Application of citrate as a tricarboxylic acid (TCA) cycle intermediate, prevents diabetic-induced heart damages in mice

OBJECTIVE(S): Higher cellular reactive oxygen species (ROS) levels is important in reducing cellular energy charge (EC) by increasing the levels of key metabolic protein, and nitrosative modifications, and have been shown to damage the cardiac tissue of diabetic mice. However, the relation between energy production and heart function is unclear. MATERIALS AND METHODS: Streptozotocin (STZ, 150 mg/kg body weight) was injected intraperitoneally once to mice that had been fasted overnight for induction of diabetes. After diabetic induction, mice received citrate (5 µg/kg) through intraperitoneal injection every other day for 5 weeks. The caspase-3, plasminogen activator inhibitor 1 (PAI1), protein kinase B (PKB), commonly known as AKT and phosphorylated-AKT (p-AKT) proteins were examined to elucidate inflammation and apoptosis in the heart.

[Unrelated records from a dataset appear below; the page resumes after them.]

//! Port traits (interfaces) for external dependencies
//!
//! These traits define the boundaries between the ranking engine and the
//! systems around it: the fuzzy-matching algorithm, and the providers that
//! supply shopping lists, markets and catalogs.
//!
//! Implementations live in the `adapters` module.
//!
//! ## Design Principle
//!
//! The core depends only on these traits, never on concrete
//! implementations. This enables:
//!
//! - **Testability**: Mock implementations for unit tests
//! - **Flexibility**: Swap the fuzzy algorithm or data source without touching the resolver
//! - **Clarity**: The engine itself performs no storage or network access

mod list_provider;
mod market_provider;
mod similarity;

pub use list_provider::ListItemProvider;
pub use market_provider::MarketCatalogProvider;
pub use similarity::SimilaritySearch;

#[cfg(test)]
pub use list_provider::MockListItemProvider;
#[cfg(test)]
pub use market_provider::MockMarketCatalogProvider;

For histological analysis, heart samples were fixed with 10% formalin and stained with hematoxylin-eosin (HE) and Sirius red to assess pathological changes and fibrosis. The expression levels[AGA1] of marker proteins, tyrosine nitration, activity of ATP synthase and succinyl-CoA3-ketoacid coenzyme A transferase-1 (SCOT), and EC were measured. RESULTS: Intraperitoneal injection of citrate significantly reduced caspase-3 and PAI-1 protein levels and increased p-AKT level on the 5(th) week; EC in the heart was found to be increased as well. Further, the expression level, activity, and tyrosine nitration of ATP synthase and SCOT were not affected after induction of diabetes. CONCLUSION: Results indicate that application of citrate, a tricarboxylic acid (TCA) cycle intermediate, might alleviate cardiac dysfunction by reducing cardiac inflammation, apoptosis, and increasing cardiac EC.